Who are we?

 

We are a group of engineers and technical experts currently going through the proof of concept for an agricultural intelligence startup to empower farmers around the world with drone-based precision agriculture services that fine-tune and maximize control over their operations.

 

Our value proposition is to help farms maximize productivity, product quality, work safety and convenience while minimizing business costs and losses, input consumption, waste and pollution.

 

Compared to traditional farming drone-based agriculture offers:

  • 600 times faster crop scouting

  • 50 times faster crop spraying

  • 20% to 30% more accurate crop counting

  • 30% to 40% less nitrogen inputs

  • 9 times more terrain inspected

  • Reliable algorithm-based plot surveys free from error-prone subjective analysis

  • Accurate crop breeding research from historical analysis using big data 

The impact of drone agriculture can satisfy 14 of the 17 United Nations Sustainable Development Goals. Those are all SDGs except 14, 16 and 17.

 

What is precision agriculture?

 

It is an approach to agriculture where the crop field is managed by dividing it into zones which are in turn managed individually according to their needs, providing each zone just the precise amount of water, fertilizer, pesticides, herbicides and other inputs required to meet production goals.

 

Precision agriculture manages the field using georeferenced information on crops, soil and climate conditions. It makes use of emerging intelligent technologies including smart device apps, remote sensing from satellites, aircraft, drones and weather stations, robotic self-steering tractors and harvesting machines, IoT based sensor networks, and artificial intelligence algorithms.

​​What do we do?  

We provide precision aerial crop scouting and analysis using drones equipped with high definition visible, multispectral and thermal cameras. Our drones take the equivalent of an x-ray of the field capturing visible and invisible infrared light reflected by crops, soil, water and other objects in the field.

 

AI algorithms analyze our field x-ray providing actionable intelligence before and during the growing season:

  • Irrigation and soil moisture, fertility and erosion

  • Crop yield, emergence, vigor, maturity and harvest prediction

  • Crop count, density and canopy size measurement

  • Early detection and control of plant stress, disease, pest and weeds

  • Prescription maps for precise application of inputs (seeds, water, fertilizer, pesticides, etc.)

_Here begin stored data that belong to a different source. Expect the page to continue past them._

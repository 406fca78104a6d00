//! MCP (Model Context Protocol) stdio client.
//!
//! One `McpTransport` owns one long-lived server child and exchanges
//! line-delimited JSON-RPC with it. Tool calls are proxied with the tool's
//! own name as the RPC method.

mod envelope;
mod transport;

use std::collections::HashMap;
use std::path::{Path, PathBuf};
use std::time::Duration;

use serde::{Deserialize, Serialize};
use serde_json::Value;

use crate::process::CommandSpec;

pub use envelope::{FIXED_REQUEST_ID, Inbound, JSONRPC_VERSION, RpcErrorObject, RpcRequest, decode_line};
pub use transport::McpTransport;

// === Configuration Types ===

/// `[mcp]` section of the toolbelt config.
#[derive(Debug, Clone, Default, Deserialize, Serialize)]
pub struct McpConfig {
    #[serde(default)]
    pub timeouts: McpTimeouts,
    #[serde(default, alias = "mcpServers")]
    pub servers: HashMap<String, McpServerConfig>,
}

/// Global timeout configuration
#[derive(Debug, Clone, Copy, Deserialize, Serialize)]
pub struct McpTimeouts {
    #[serde(default = "default_call_timeout")]
    pub call_timeout: u64,
}

fn default_call_timeout() -> u64 {
    5
}

impl Default for McpTimeouts {
    fn default() -> Self {
        Self {
            call_timeout: default_call_timeout(),
        }
    }
}

/// Configuration for a single MCP server
#[derive(Debug, Clone, Default, Deserialize, Serialize)]
pub struct McpServerConfig {
    pub command: Option<String>,
    #[serde(default)]
    pub args: Vec<String>,
    #[serde(default)]
    pub env: HashMap<String, String>,
    #[serde(default)]
    pub working_dir: Option<PathBuf>,
    /// Tool names proxied to this server; each becomes one RPC method.
    #[serde(default)]
    pub tools: Vec<String>,
    #[serde(default)]
    pub call_timeout: Option<u64>,
    #[serde(default)]
    pub disabled: bool,
}

impl McpServerConfig {
    pub fn effective_call_timeout(&self, global: &McpTimeouts) -> Duration {
        Duration::from_secs(self.call_timeout.unwrap_or(global.call_timeout))
    }

    /// Validate the launch settings and build the server's command.
    ///
    /// A relative `working_dir` resolves against `workspace`.
    pub fn command_spec(&self, name: &str, workspace: &Path) -> Result<CommandSpec, TransportError> {
        let command = self
            .command
            .as_deref()
            .map(str::trim)
            .filter(|command| !command.is_empty())
            .ok_or_else(|| {
                TransportError::Config(format!("MCP server '{name}' has no command configured"))
            })?;

        let working_dir = match &self.working_dir {
            Some(dir) if dir.is_absolute() => dir.clone(),
            Some(dir) => workspace.join(dir),
            None => workspace.to_path_buf(),
        };
        if !working_dir.is_dir() {
            return Err(TransportError::Config(format!(
                "MCP server '{name}' working directory does not exist: {}",
                working_dir.display()
            )));
        }

        let mut env: Vec<(String, String)> = self
            .env
            .iter()
            .map(|(key, value)| (key.clone(), value.clone()))
            .collect();
        env.sort();

        Ok(CommandSpec::new(command, working_dir)
            .args(self.args.iter().cloned())
            .envs(env))
    }
}

// === Errors ===

/// Failures of the stdio JSON-RPC transport.
#[derive(Debug, thiserror::Error)]
pub enum TransportError {
    #[error("MCP transport is not running")]
    NotStarted,
    #[error("Invalid MCP configuration: {0}")]
    Config(String),
    #[error("Failed to spawn MCP server `{program}`: {source}")]
    Spawn {
        program: String,
        #[source]
        source: std::io::Error,
    },
    #[error("MCP transport I/O error: {0}")]
    Io(#[from] std::io::Error),
    #[error("Failed to encode MCP request: {0}")]
    Encode(#[source] serde_json::Error),
    #[error("Failed to decode MCP response `{line}`: {source}")]
    Decode {
        line: String,
        #[source]
        source: serde_json::Error,
    },
    #[error("MCP error in '{method}' (code {code}): {message}")]
    Rpc {
        method: String,
        code: i64,
        message: String,
        data: Option<Value>,
    },
    #[error("MCP protocol error: {0}")]
    Protocol(String),
    #[error("MCP method '{method}' timed out after {after:?}")]
    Timeout { method: String, after: Duration },
    #[error("MCP server closed its output before responding")]
    Closed,
    #[error("MCP transport closed while a call was in flight")]
    Cancelled,
}

// === Result Rendering ===

/// Flatten an MCP tool result to text.
///
/// Results carrying `content` blocks become their text (non-text blocks are
/// named); anything else is pretty JSON.
pub fn format_tool_result(result: &Value) -> String {
    let is_error = result
        .get("isError")
        .and_then(Value::as_bool)
        .unwrap_or(false);

    let content = result.get("content").and_then(Value::as_array).map_or_else(
        || match result {
            Value::String(text) => text.clone(),
            other => serde_json::to_string_pretty(other).unwrap_or_default(),
        },
        |arr| {
            arr.iter()
                .filter_map(|item| match item.get("type")?.as_str()? {
                    "text" => item.get("text")?.as_str().map(String::from),
                    other => Some(format!("[{other} content]")),
                })
                .collect::<Vec<_>>()
                .join("\n")
        },
    );

    if is_error {
        format!("Error: {content}")
    } else {
        content
    }
}
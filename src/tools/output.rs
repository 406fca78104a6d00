//! Output truncation and summaries for tool results.

use serde::Serialize;

/// Captured text beyond this many bytes is cut before reaching the agent.
pub(crate) const MAX_OUTPUT_SIZE: usize = 30_000;
const SUMMARY_MAX_LINES: usize = 3;
const SUMMARY_MAX_CHARS: usize = 240;

/// What `truncate_with_meta` removed.
#[derive(Debug, Clone, Copy, Default, PartialEq, Eq, Serialize)]
pub(crate) struct TruncationMeta {
    pub(crate) original_len: usize,
    pub(crate) omitted: usize,
    pub(crate) truncated: bool,
}

/// Cut `output` at `MAX_OUTPUT_SIZE` bytes on a char boundary and append a
/// note saying how much was dropped.
pub(crate) fn truncate_with_meta(output: &str) -> (String, TruncationMeta) {
    truncate_at(output, MAX_OUTPUT_SIZE)
}

fn truncate_at(output: &str, limit: usize) -> (String, TruncationMeta) {
    let original_len = output.len();
    if original_len <= limit {
        return (
            output.to_string(),
            TruncationMeta {
                original_len,
                omitted: 0,
                truncated: false,
            },
        );
    }

    let cut = floor_char_boundary(output, limit);
    let omitted = original_len - cut;
    let text = format!(
        "{}...\n\n[Output truncated at {limit} bytes. {omitted} bytes omitted.]",
        &output[..cut]
    );
    (
        text,
        TruncationMeta {
            original_len,
            omitted,
            truncated: true,
        },
    )
}

fn floor_char_boundary(text: &str, max_bytes: usize) -> usize {
    let mut cut = max_bytes.min(text.len());
    while !text.is_char_boundary(cut) {
        cut -= 1;
    }
    cut
}

/// First few lines of `text`, capped in length, without the truncation note.
pub(crate) fn summarize_output(text: &str) -> String {
    let body = text
        .split_once("\n\n[Output truncated at")
        .map_or(text, |(prefix, _)| prefix);
    let summary = body
        .lines()
        .take(SUMMARY_MAX_LINES)
        .collect::<Vec<_>>()
        .join("\n");
    let summary = summary.trim();

    match summary.char_indices().nth(SUMMARY_MAX_CHARS) {
        Some((end, _)) => format!("{}...", &summary[..end]),
        None => summary.to_string(),
    }
}
//! Background processes tracked by pid.
//!
//! The registry only reaps on request: `status` observes exit and drops the
//! entry, `kill` signals and drops it. Nothing polls in the background, so a
//! process that exits unobserved keeps its entry until the next query.

use std::collections::HashMap;
use std::process::ExitStatus;
use std::sync::{Arc, Mutex, RwLock, RwLockReadGuard, RwLockWriteGuard};
use std::time::{Duration, Instant};

use chrono::{DateTime, Utc};
use serde::{Deserialize, Serialize};
use tokio::process::Child;

use super::capture::{CaptureReaders, OutputCapture};
use super::command::CommandSpec;
use super::signal::{KillSignal, signal_child};
use super::{ProcessError, RunResult, RunStatus, elapsed_ms};

/// How long readers may drain after a tracked process exits.
const CAPTURE_DRAIN_GRACE: Duration = Duration::from_millis(500);
/// How long a terminated process gets before it is killed outright.
const TERMINATE_GRACE: Duration = Duration::from_secs(2);

struct HandleState {
    child: Option<Child>,
    readers: Option<CaptureReaders>,
    exit: Option<ExitStatus>,
}

/// One live background process.
pub struct ProcessHandle {
    pid: u32,
    command: String,
    started_at: DateTime<Utc>,
    started: Instant,
    capture: OutputCapture,
    state: Mutex<HandleState>,
}

impl std::fmt::Debug for ProcessHandle {
    fn fmt(&self, f: &mut std::fmt::Formatter<'_>) -> std::fmt::Result {
        f.debug_struct("ProcessHandle")
            .field("pid", &self.pid)
            .field("command", &self.command)
            .field("started_at", &self.started_at)
            .finish_non_exhaustive()
    }
}

impl ProcessHandle {
    pub fn pid(&self) -> u32 {
        self.pid
    }

    pub fn command(&self) -> &str {
        &self.command
    }

    pub fn started_at(&self) -> DateTime<Utc> {
        self.started_at
    }

    /// Check the OS process without blocking; records the exit status the
    /// first time it is observed.
    fn poll_exit(&self) -> Result<bool, ProcessError> {
        let mut state = self.state.lock().map_err(|_| ProcessError::LockPoisoned)?;
        if state.exit.is_some() {
            return Ok(true);
        }
        let Some(child) = state.child.as_mut() else {
            return Ok(true);
        };
        match child.try_wait()? {
            Some(status) => {
                state.exit = Some(status);
                Ok(true)
            }
            None => Ok(false),
        }
    }

    fn exit_code(&self) -> Option<i32> {
        self.state
            .lock()
            .ok()
            .and_then(|state| state.exit.and_then(|status| status.code()))
    }

    fn take_readers(&self) -> Option<CaptureReaders> {
        self.state.lock().ok().and_then(|mut state| state.readers.take())
    }

    fn take_child(&self) -> Option<Child> {
        self.state.lock().ok().and_then(|mut state| state.child.take())
    }

    fn snapshot(&self, status: RunStatus) -> RunResult {
        RunResult {
            stdout: self.capture.stdout_text(),
            stderr: self.capture.stderr_text(),
            pid: Some(self.pid),
            status,
            exit_code: self.exit_code(),
            duration_ms: Some(elapsed_ms(self.started)),
        }
    }

    fn summary(&self, status: RunStatus) -> ProcessSummary {
        ProcessSummary {
            pid: self.pid,
            command: self.command.clone(),
            started_at: self.started_at,
            status,
            stdout_len: self.capture.stdout_len(),
            stderr_len: self.capture.stderr_len(),
        }
    }
}

/// Listing entry for a tracked process.
#[derive(Debug, Clone, Serialize, Deserialize, PartialEq, Eq)]
pub struct ProcessSummary {
    pub pid: u32,
    pub command: String,
    pub started_at: DateTime<Utc>,
    pub status: RunStatus,
    pub stdout_len: usize,
    pub stderr_len: usize,
}

/// Lock-guarded map from pid to background process.
#[derive(Debug, Default)]
pub struct ProcessRegistry {
    processes: RwLock<HashMap<u32, Arc<ProcessHandle>>>,
}

/// Registry shared between tool instances that should see the same processes.
pub type SharedProcessRegistry = Arc<ProcessRegistry>;

impl ProcessRegistry {
    pub fn new() -> Self {
        Self::default()
    }

    pub fn shared() -> SharedProcessRegistry {
        Arc::new(Self::new())
    }

    /// Start `spec` without waiting and track it by pid.
    ///
    /// Must be called from within a Tokio runtime. Spawn failures return a
    /// `failed` result rather than an error.
    pub fn spawn(&self, spec: &CommandSpec) -> Result<RunResult, ProcessError> {
        let started = Instant::now();
        let mut child = match spec.to_command().spawn() {
            Ok(child) => child,
            Err(err) => {
                let err = ProcessError::spawn(spec.program(), err);
                tracing::warn!(program = spec.program(), "{err}");
                return Ok(RunResult::spawn_failed(&err));
            }
        };

        let Some(pid) = child.id() else {
            // Already reaped before we could look; nothing to track.
            let err = ProcessError::spawn(
                spec.program(),
                std::io::Error::other("process exited before a pid was observed"),
            );
            return Ok(RunResult::spawn_failed(&err));
        };

        let capture = OutputCapture::new();
        let readers = capture.attach(&mut child);
        let handle = Arc::new(ProcessHandle {
            pid,
            command: spec.display(),
            started_at: Utc::now(),
            started,
            capture,
            state: Mutex::new(HandleState {
                child: Some(child),
                readers: Some(readers),
                exit: None,
            }),
        });

        if let Some(stale) = self.write()?.insert(pid, handle) {
            tracing::warn!(pid, stale = stale.command(), "replaced stale registry entry for reused pid");
        }
        tracing::info!(pid, command = %spec.display(), "spawned background process");

        Ok(RunResult {
            stdout: String::new(),
            stderr: String::new(),
            pid: Some(pid),
            status: RunStatus::Running,
            exit_code: None,
            duration_ms: Some(0),
        })
    }

    /// Report on a tracked process, reaping it if it has exited.
    pub async fn status(&self, pid: u32) -> Result<RunResult, ProcessError> {
        let Some(handle) = self.get(pid)? else {
            return Ok(RunResult::not_found(pid));
        };

        if !handle.poll_exit()? {
            return Ok(handle.snapshot(RunStatus::Running));
        }

        self.remove_entry(&handle)?;
        if let Some(readers) = handle.take_readers() {
            readers.finish(CAPTURE_DRAIN_GRACE).await;
        }
        tracing::info!(pid, exit_code = ?handle.exit_code(), "background process exited");
        Ok(handle.snapshot(RunStatus::Exited))
    }

    /// Send SIGTERM to a tracked process and stop tracking it.
    ///
    /// Safe on a process that already exited. A failed signal is an error and
    /// leaves the entry in place.
    pub async fn kill(&self, pid: u32) -> Result<RunResult, ProcessError> {
        let Some(handle) = self.get(pid)? else {
            return Ok(RunResult::not_found(pid));
        };

        if !handle.poll_exit()? {
            let mut state = handle.state.lock().map_err(|_| ProcessError::LockPoisoned)?;
            if let Some(child) = state.child.as_mut() {
                signal_child(child, pid, KillSignal::Term)
                    .map_err(|source| ProcessError::Signal { pid, source })?;
            }
        }

        self.remove_entry(&handle)?;
        tracing::info!(pid, "terminated background process");

        if let Some(mut child) = handle.take_child() {
            if tokio::time::timeout(TERMINATE_GRACE, child.wait()).await.is_err() {
                tracing::warn!(pid, "process ignored SIGTERM for {TERMINATE_GRACE:?}; killing");
                if let Err(err) = signal_child(&mut child, pid, KillSignal::Kill) {
                    tracing::warn!(pid, "SIGKILL failed: {err}");
                }
                let _ = tokio::time::timeout(TERMINATE_GRACE, child.wait()).await;
            }
        }
        if let Some(readers) = handle.take_readers() {
            readers.finish(CAPTURE_DRAIN_GRACE).await;
        }

        Ok(handle.snapshot(RunStatus::Terminated))
    }

    /// Summaries of tracked processes; does not reap.
    pub fn list(&self) -> Result<Vec<ProcessSummary>, ProcessError> {
        let handles: Vec<Arc<ProcessHandle>> = self.read()?.values().cloned().collect();
        let mut summaries = Vec::with_capacity(handles.len());
        for handle in handles {
            let status = if handle.poll_exit()? {
                RunStatus::Exited
            } else {
                RunStatus::Running
            };
            summaries.push(handle.summary(status));
        }
        summaries.sort_by_key(|summary| summary.pid);
        Ok(summaries)
    }

    pub fn contains(&self, pid: u32) -> bool {
        self.read().map(|map| map.contains_key(&pid)).unwrap_or(false)
    }

    pub fn len(&self) -> usize {
        self.read().map(|map| map.len()).unwrap_or(0)
    }

    pub fn is_empty(&self) -> bool {
        self.len() == 0
    }

    /// Terminate every tracked process; used on shutdown.
    pub async fn terminate_all(&self) {
        let pids: Vec<u32> = match self.read() {
            Ok(map) => map.keys().copied().collect(),
            Err(_) => return,
        };
        for pid in pids {
            if let Err(err) = self.kill(pid).await {
                tracing::warn!(pid, "failed to terminate on shutdown: {err}");
            }
        }
    }

    fn get(&self, pid: u32) -> Result<Option<Arc<ProcessHandle>>, ProcessError> {
        Ok(self.read()?.get(&pid).cloned())
    }

    /// Remove `handle` only if it is still the entry for its pid.
    fn remove_entry(&self, handle: &Arc<ProcessHandle>) -> Result<(), ProcessError> {
        let mut map = self.write()?;
        if map
            .get(&handle.pid)
            .is_some_and(|current| Arc::ptr_eq(current, handle))
        {
            map.remove(&handle.pid);
        }
        Ok(())
    }

    fn read(&self) -> Result<RwLockReadGuard<'_, HashMap<u32, Arc<ProcessHandle>>>, ProcessError> {
        self.processes.read().map_err(|_| ProcessError::LockPoisoned)
    }

    fn write(
        &self,
    ) -> Result<RwLockWriteGuard<'_, HashMap<u32, Arc<ProcessHandle>>>, ProcessError> {
        self.processes.write().map_err(|_| ProcessError::LockPoisoned)
    }
}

  • Zonal and comparison maps to assess the development of multiple crop varieties under various conditions

  • Crop damage assessment for insurance claims

Our typical workflow includes theses steps:

1. Flight and data collection

Under the surveillance of a certified pilot our drones fly autonomously over the field and capture live video and multispectral imaging covering the extension of the crop field.

2. In-field data processing

The aerial images acquired are processed into a large composite picture called orthomosaic from which a reflectance map is generated from vegetation and soil analysis using vegetation and thermal indices.

 

3. Validation of field data
Without having left the field, the drone is sent back to those locations that show anomalies in the analysis. There, the drone takes pictures and video at close range.  If necessary, these points of interest are walked to for inspection.

4. Detailed analysis
Once in the office, more in-depth and detailed analyses can be carried out and shared with other users, services and agricultural researchers.

 

5. Implementation of results
The intelligence obtained from the reflectance analysis becomes actionable as we turn it into monitoring, prediction and prescription maps and reports. These information tools allow farmers to accurately manage their operations tuned to the spatial and temporal variations of the crops and soil.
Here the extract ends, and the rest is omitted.